- **Task statement**:
Wherever "count" turns up in the entries, copy out the line that holds it.

+++++

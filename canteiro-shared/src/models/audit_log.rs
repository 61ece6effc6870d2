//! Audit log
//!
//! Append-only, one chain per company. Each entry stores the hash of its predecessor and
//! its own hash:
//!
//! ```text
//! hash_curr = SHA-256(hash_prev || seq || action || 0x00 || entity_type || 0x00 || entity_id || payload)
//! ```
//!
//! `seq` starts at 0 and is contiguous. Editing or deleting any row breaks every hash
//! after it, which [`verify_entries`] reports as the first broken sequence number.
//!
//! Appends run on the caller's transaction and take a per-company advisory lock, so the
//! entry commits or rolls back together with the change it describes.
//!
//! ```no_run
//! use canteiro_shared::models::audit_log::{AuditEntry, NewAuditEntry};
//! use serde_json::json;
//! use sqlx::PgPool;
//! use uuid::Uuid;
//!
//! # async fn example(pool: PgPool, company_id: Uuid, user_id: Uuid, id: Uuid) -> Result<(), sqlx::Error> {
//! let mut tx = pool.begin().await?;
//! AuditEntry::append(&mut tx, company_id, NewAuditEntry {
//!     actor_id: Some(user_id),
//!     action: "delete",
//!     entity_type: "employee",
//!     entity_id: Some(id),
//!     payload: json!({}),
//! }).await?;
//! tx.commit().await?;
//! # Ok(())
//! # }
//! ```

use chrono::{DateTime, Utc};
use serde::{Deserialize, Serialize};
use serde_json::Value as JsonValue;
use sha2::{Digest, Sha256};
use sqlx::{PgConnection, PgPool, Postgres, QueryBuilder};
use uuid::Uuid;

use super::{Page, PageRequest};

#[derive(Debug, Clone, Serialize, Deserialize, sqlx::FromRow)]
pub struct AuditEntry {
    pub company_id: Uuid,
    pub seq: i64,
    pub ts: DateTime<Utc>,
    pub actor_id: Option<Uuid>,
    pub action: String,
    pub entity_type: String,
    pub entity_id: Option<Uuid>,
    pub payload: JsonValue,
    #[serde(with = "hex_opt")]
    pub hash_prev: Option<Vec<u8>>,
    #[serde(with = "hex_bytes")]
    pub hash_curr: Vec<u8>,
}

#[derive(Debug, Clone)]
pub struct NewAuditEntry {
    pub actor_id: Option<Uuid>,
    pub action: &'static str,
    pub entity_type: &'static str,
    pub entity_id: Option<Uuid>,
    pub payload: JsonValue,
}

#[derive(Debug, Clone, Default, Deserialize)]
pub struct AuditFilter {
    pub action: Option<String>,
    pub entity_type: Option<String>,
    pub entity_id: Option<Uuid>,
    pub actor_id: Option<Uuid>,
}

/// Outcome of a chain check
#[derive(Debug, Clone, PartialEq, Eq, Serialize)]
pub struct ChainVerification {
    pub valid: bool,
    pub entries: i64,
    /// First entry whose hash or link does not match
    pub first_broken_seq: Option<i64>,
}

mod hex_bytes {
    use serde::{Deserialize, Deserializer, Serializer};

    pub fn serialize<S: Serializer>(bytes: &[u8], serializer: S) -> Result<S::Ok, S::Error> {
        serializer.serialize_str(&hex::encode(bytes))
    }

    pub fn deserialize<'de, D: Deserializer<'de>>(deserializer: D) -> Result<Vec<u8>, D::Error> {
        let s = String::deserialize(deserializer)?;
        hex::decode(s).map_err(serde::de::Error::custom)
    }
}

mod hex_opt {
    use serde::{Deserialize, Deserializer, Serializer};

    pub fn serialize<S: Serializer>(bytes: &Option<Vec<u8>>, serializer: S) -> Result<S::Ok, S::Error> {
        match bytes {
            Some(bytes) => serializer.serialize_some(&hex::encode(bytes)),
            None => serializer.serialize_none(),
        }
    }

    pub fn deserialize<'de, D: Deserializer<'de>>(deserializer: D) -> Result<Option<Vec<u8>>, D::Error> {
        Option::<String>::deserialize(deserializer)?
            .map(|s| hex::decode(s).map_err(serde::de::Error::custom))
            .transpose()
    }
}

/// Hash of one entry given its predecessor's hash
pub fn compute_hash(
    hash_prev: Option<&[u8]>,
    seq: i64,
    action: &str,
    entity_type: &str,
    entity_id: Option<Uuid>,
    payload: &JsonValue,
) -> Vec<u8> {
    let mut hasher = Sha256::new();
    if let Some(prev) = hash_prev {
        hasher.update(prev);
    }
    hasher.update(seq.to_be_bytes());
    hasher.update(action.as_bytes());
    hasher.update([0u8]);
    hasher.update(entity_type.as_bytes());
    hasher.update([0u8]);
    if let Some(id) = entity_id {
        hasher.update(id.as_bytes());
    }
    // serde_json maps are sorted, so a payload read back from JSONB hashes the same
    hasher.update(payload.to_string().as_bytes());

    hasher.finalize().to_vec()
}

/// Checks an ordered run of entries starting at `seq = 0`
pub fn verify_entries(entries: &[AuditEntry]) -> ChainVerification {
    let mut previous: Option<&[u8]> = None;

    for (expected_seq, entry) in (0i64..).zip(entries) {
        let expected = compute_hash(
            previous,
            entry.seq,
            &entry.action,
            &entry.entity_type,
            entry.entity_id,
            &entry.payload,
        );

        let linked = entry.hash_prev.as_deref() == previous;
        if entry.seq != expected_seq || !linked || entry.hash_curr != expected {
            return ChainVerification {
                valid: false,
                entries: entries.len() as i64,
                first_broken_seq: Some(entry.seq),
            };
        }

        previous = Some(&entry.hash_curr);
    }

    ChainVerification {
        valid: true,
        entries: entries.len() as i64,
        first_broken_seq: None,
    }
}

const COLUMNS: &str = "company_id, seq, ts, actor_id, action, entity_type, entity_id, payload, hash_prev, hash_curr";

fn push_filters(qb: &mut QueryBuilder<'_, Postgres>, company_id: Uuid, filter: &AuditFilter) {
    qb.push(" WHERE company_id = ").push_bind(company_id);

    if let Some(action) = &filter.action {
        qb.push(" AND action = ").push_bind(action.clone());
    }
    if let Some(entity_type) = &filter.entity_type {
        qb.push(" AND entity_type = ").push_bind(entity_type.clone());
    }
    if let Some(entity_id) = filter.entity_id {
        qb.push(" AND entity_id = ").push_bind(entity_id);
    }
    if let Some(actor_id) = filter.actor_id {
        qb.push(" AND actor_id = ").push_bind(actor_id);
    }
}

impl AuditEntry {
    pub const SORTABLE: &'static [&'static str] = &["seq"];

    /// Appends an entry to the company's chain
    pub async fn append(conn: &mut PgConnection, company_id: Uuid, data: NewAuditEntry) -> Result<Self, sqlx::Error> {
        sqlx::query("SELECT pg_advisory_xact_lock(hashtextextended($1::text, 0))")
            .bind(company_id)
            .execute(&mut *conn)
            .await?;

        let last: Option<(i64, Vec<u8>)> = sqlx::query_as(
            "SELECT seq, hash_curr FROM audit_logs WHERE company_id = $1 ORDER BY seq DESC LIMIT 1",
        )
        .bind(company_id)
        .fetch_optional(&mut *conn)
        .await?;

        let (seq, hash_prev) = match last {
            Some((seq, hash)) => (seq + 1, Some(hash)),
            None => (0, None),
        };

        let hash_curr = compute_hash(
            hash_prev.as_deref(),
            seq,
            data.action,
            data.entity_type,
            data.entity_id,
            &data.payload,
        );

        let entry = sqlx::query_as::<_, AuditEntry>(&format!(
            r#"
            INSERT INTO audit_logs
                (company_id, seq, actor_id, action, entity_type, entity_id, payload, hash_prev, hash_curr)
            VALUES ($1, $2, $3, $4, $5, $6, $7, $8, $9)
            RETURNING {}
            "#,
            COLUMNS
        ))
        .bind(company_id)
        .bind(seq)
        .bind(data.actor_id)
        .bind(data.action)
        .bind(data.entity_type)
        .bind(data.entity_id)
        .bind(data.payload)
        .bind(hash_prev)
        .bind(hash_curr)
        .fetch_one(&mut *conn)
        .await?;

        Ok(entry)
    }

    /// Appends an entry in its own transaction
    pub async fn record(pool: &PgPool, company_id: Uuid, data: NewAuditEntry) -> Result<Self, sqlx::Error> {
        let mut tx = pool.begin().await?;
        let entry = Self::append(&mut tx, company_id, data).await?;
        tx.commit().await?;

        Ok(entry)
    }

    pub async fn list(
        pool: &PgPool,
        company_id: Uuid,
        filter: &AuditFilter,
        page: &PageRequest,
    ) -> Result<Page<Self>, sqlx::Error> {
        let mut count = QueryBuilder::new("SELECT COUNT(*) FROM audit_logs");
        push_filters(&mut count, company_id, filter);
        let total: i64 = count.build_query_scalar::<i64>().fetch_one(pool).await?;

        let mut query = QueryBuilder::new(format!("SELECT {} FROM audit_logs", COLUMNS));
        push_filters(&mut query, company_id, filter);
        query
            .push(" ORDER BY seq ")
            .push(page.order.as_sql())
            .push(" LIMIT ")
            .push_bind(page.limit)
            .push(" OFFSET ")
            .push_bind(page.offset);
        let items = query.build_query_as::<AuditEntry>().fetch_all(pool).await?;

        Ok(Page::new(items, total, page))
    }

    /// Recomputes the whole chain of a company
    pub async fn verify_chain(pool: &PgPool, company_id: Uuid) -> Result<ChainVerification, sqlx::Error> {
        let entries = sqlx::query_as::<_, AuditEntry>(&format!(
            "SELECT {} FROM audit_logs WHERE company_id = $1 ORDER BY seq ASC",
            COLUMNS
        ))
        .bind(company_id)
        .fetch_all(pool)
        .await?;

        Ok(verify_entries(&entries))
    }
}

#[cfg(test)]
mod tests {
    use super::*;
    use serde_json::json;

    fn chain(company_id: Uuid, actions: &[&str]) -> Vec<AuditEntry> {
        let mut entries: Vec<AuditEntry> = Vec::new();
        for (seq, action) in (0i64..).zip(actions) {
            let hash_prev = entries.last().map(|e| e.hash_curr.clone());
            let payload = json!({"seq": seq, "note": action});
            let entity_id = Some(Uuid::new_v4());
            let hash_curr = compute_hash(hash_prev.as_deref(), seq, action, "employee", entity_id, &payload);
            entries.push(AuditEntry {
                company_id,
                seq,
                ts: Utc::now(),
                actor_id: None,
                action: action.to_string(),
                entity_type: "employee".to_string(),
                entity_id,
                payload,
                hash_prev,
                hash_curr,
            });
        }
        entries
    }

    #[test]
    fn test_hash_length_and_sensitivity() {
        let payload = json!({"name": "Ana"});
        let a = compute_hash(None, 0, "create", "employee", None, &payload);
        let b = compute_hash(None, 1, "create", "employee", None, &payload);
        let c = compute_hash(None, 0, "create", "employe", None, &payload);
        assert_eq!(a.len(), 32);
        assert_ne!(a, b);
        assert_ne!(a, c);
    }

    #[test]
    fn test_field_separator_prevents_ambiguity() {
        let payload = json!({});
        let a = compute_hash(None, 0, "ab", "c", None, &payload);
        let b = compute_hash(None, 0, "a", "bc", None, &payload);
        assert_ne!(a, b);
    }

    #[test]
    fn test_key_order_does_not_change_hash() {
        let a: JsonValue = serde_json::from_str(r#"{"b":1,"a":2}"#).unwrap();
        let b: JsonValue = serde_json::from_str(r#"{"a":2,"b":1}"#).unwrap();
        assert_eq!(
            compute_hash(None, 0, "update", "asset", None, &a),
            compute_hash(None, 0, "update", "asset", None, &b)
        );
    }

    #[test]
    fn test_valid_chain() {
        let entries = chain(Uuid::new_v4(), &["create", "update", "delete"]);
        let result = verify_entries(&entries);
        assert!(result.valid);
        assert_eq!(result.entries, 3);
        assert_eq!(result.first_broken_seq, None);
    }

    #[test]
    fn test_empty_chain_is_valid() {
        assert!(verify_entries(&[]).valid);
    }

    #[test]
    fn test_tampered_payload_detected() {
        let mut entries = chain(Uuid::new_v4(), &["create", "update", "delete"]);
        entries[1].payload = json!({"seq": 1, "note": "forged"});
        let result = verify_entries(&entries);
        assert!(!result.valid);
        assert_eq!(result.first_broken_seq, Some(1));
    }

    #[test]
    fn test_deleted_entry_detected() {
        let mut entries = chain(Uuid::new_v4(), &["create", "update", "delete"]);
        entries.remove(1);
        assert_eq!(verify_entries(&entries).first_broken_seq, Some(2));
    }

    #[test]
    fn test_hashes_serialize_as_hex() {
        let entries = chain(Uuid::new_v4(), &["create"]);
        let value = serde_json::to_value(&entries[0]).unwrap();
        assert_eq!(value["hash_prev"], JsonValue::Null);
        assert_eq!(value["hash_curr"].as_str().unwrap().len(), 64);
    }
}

+++++

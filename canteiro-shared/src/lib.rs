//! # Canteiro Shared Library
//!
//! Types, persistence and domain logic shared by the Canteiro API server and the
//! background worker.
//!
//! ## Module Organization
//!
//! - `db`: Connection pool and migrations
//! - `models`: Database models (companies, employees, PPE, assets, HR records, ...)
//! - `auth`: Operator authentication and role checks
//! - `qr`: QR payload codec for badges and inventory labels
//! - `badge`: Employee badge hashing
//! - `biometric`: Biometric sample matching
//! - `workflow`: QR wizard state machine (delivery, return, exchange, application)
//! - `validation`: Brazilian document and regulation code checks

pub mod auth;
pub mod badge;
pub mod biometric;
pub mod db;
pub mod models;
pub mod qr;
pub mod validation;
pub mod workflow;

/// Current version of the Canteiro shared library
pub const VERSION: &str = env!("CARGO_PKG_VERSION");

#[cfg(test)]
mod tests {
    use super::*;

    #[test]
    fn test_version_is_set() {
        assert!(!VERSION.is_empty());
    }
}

+++++

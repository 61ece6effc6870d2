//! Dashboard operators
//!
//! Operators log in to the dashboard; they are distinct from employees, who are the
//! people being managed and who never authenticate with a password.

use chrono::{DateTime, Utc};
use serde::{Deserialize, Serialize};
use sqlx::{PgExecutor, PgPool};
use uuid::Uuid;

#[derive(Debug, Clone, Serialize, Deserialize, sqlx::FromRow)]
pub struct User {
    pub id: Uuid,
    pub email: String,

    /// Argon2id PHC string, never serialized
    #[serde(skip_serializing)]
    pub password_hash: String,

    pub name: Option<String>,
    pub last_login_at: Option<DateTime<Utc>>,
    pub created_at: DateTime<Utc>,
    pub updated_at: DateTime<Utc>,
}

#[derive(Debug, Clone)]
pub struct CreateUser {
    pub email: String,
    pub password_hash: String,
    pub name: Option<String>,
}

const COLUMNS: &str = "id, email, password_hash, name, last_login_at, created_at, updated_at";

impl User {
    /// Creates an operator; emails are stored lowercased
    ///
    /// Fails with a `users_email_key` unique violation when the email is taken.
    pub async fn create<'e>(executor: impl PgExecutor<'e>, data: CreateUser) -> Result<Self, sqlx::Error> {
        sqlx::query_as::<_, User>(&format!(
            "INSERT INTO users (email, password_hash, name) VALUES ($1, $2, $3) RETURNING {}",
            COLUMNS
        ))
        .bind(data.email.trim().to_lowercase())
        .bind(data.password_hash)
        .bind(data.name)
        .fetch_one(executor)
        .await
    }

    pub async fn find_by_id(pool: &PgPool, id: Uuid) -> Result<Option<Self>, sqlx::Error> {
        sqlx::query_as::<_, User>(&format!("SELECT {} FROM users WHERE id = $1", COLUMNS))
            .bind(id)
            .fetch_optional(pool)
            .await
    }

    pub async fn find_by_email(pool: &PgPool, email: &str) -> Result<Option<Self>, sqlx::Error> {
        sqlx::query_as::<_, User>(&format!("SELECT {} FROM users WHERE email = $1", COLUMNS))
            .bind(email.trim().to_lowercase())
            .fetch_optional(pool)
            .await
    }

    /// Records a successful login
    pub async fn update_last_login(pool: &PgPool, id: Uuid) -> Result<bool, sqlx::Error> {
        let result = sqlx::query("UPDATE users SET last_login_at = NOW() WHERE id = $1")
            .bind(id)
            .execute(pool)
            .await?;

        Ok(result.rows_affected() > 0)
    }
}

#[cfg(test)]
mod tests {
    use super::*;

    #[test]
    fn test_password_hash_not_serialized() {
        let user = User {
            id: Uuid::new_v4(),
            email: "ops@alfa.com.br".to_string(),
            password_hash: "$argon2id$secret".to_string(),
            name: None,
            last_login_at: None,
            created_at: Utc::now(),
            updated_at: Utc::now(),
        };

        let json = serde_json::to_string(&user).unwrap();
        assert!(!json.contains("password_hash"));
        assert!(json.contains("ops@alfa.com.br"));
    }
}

+++++

- **Reply to the exercise**:
        let mut count = QueryBuilder::new("SELECT COUNT(*) FROM audit_logs");
        push_filters(&mut count, company_id, filter);
        let total: i64 = count.build_query_scalar::<i64>().fetch_one(pool).await?;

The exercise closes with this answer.